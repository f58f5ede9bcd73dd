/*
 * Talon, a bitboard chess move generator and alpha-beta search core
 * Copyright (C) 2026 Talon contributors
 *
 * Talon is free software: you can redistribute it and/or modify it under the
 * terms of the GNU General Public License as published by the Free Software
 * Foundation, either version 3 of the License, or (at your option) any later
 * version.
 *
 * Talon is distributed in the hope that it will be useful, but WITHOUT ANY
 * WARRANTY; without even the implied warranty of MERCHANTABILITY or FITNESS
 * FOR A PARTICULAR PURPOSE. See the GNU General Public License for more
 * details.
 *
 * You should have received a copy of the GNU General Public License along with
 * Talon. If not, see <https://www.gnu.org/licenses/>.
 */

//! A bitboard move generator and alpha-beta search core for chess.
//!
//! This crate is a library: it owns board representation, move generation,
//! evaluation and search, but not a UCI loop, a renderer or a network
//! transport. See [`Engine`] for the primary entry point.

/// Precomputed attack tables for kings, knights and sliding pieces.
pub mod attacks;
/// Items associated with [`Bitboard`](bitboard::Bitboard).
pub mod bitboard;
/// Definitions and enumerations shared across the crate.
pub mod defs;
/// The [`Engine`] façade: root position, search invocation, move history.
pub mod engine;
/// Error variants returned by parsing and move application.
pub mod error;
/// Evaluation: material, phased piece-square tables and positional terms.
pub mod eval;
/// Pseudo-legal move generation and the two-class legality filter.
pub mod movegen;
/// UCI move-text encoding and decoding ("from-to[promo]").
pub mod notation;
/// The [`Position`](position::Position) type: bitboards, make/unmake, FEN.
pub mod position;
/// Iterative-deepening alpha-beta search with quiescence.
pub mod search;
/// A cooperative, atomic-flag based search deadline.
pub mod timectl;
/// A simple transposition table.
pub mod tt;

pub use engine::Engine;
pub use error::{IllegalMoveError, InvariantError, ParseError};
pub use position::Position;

# # # # # # #

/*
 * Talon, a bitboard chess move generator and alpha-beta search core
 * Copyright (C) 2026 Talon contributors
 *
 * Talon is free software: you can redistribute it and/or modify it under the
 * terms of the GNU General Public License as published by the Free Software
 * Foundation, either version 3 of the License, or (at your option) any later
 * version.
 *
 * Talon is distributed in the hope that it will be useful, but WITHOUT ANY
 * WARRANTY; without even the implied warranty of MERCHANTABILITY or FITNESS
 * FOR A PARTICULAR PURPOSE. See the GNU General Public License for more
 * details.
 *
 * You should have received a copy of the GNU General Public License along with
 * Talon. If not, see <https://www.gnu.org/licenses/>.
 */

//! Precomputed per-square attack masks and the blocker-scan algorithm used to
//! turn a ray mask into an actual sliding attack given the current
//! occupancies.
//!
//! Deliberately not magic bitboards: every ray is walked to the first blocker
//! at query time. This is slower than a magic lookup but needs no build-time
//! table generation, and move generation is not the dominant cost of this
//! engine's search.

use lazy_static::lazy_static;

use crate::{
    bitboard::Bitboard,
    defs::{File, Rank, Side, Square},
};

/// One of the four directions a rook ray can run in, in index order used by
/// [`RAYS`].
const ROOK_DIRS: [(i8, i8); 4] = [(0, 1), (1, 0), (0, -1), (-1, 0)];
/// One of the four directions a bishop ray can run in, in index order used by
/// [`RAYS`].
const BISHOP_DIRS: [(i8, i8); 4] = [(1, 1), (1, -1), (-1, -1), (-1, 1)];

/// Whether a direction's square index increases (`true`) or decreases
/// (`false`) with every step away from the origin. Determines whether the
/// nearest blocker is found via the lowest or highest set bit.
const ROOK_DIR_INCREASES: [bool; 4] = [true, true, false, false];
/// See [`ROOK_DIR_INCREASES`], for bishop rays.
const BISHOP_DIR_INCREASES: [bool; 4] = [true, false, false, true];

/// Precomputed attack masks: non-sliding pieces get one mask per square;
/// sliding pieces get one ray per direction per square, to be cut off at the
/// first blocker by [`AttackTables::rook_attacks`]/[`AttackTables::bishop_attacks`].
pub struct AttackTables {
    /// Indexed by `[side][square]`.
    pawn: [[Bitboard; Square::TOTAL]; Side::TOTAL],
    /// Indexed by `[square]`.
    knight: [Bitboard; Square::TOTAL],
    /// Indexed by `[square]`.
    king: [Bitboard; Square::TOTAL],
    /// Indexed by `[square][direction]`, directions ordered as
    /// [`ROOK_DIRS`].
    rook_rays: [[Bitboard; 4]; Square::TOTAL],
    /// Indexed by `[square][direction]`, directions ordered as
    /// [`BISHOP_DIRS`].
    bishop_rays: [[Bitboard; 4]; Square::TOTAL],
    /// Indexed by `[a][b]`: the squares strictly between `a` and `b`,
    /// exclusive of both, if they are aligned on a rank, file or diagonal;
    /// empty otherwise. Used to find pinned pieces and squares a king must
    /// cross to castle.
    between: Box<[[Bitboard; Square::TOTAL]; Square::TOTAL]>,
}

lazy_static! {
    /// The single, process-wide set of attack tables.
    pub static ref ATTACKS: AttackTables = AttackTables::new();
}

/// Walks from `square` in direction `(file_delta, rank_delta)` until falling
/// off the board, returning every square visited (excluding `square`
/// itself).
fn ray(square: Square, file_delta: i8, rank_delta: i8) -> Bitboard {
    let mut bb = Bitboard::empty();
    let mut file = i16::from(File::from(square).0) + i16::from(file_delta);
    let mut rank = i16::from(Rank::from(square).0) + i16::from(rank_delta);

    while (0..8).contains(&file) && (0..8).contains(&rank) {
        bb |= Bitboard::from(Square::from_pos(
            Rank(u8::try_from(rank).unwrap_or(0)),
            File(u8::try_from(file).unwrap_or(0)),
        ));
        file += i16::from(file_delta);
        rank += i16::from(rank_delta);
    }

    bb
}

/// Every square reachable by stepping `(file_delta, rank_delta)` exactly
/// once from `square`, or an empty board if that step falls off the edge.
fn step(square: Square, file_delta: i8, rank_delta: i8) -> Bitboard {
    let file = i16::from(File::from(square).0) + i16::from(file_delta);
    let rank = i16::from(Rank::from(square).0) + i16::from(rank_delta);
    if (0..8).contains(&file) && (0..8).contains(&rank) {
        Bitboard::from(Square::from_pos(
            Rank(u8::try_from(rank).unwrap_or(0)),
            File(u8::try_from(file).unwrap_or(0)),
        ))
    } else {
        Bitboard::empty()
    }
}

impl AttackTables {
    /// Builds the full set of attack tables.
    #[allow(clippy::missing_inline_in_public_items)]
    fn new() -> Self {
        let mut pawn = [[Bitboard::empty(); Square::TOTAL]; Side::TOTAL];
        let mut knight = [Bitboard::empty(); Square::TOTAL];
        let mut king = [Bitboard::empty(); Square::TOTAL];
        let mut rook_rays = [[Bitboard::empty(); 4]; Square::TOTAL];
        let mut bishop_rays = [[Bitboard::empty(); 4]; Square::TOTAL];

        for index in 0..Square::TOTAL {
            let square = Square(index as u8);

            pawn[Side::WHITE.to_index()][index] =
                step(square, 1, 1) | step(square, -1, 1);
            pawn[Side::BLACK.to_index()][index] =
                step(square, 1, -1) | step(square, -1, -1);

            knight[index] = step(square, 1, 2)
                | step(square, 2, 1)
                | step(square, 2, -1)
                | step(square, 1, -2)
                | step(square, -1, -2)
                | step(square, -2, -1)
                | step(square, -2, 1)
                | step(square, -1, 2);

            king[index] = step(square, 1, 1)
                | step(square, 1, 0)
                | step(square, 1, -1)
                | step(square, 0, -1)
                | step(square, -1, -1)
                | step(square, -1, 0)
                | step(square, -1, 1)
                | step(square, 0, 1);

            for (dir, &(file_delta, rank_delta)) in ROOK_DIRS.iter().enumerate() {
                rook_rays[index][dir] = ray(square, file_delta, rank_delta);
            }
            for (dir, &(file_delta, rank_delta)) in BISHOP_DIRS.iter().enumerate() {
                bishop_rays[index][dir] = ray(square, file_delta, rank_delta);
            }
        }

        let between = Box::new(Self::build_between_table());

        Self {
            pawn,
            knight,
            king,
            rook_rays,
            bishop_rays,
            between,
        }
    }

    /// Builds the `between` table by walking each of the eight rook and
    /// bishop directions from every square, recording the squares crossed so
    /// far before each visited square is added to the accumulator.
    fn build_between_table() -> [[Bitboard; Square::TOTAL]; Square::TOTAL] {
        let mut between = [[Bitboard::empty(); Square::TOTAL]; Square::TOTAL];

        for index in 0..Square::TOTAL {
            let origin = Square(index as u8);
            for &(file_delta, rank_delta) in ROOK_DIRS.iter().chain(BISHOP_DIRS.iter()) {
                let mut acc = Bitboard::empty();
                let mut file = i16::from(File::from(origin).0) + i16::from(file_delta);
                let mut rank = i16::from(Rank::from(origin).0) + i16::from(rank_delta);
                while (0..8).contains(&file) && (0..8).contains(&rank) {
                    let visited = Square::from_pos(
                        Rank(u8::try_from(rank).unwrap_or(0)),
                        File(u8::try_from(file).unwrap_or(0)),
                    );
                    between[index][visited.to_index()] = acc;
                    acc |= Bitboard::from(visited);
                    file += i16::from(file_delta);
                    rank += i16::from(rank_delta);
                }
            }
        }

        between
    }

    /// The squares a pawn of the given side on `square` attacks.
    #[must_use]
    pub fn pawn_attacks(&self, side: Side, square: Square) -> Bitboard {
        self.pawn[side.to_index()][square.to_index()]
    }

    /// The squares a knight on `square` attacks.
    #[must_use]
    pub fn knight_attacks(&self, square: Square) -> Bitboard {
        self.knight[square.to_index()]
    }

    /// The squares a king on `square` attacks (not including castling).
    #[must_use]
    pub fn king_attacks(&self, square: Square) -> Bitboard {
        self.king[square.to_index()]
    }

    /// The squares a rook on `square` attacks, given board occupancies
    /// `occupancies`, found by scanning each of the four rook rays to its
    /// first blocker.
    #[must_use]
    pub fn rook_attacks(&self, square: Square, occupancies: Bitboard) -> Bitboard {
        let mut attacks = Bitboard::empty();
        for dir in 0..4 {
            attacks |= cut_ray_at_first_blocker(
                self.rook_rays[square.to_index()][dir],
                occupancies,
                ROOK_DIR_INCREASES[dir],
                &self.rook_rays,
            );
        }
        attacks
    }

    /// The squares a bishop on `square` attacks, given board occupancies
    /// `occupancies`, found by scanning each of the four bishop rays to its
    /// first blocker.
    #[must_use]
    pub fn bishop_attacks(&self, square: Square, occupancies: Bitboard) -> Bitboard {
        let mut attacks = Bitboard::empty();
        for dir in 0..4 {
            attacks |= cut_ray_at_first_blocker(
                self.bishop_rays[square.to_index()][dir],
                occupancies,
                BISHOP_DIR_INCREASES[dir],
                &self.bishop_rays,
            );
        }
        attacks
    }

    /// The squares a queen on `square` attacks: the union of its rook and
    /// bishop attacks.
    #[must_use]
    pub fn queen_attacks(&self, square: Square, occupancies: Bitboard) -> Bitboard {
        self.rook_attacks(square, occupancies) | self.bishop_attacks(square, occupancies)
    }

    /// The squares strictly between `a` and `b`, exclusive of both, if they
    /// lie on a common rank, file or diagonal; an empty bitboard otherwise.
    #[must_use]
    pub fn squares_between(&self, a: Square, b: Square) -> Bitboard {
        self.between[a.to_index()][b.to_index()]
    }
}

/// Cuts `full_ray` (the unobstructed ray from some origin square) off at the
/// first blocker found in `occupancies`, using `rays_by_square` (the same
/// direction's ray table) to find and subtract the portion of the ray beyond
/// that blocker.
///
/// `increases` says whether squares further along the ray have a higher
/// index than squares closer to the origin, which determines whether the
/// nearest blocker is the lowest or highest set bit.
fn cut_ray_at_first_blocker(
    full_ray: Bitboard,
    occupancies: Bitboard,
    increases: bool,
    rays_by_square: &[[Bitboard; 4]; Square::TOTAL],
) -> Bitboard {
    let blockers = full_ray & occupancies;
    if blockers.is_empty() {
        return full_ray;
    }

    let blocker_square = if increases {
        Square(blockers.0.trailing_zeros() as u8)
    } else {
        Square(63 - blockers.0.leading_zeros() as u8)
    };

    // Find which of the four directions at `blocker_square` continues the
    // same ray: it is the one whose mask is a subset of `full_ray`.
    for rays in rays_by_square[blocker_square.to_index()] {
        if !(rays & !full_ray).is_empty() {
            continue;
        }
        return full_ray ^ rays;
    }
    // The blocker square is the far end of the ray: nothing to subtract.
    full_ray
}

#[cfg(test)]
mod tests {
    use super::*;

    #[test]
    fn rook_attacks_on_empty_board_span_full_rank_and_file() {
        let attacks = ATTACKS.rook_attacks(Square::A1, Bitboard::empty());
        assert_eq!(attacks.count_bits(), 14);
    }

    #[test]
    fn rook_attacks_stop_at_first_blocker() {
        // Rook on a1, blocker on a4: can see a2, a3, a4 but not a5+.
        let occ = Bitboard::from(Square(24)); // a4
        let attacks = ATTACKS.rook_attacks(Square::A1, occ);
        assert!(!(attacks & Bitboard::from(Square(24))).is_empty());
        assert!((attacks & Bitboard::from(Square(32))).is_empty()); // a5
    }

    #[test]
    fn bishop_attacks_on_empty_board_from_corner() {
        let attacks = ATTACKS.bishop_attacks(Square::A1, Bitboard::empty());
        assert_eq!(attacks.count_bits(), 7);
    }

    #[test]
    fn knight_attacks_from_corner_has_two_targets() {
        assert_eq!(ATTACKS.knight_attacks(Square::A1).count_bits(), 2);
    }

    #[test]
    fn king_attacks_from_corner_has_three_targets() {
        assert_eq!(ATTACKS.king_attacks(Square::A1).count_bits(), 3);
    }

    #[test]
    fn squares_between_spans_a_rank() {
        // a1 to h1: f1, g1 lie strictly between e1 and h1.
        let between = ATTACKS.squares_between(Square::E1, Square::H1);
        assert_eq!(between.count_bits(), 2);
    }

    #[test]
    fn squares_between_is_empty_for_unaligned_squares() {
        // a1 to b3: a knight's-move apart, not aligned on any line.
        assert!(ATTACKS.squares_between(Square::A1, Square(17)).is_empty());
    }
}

# # # # # # #

→ **PROBLEM TO SOLVE**
State how many lines in the records above contain the word "crate", giving only the number.

→ **ANSWER AREA**
3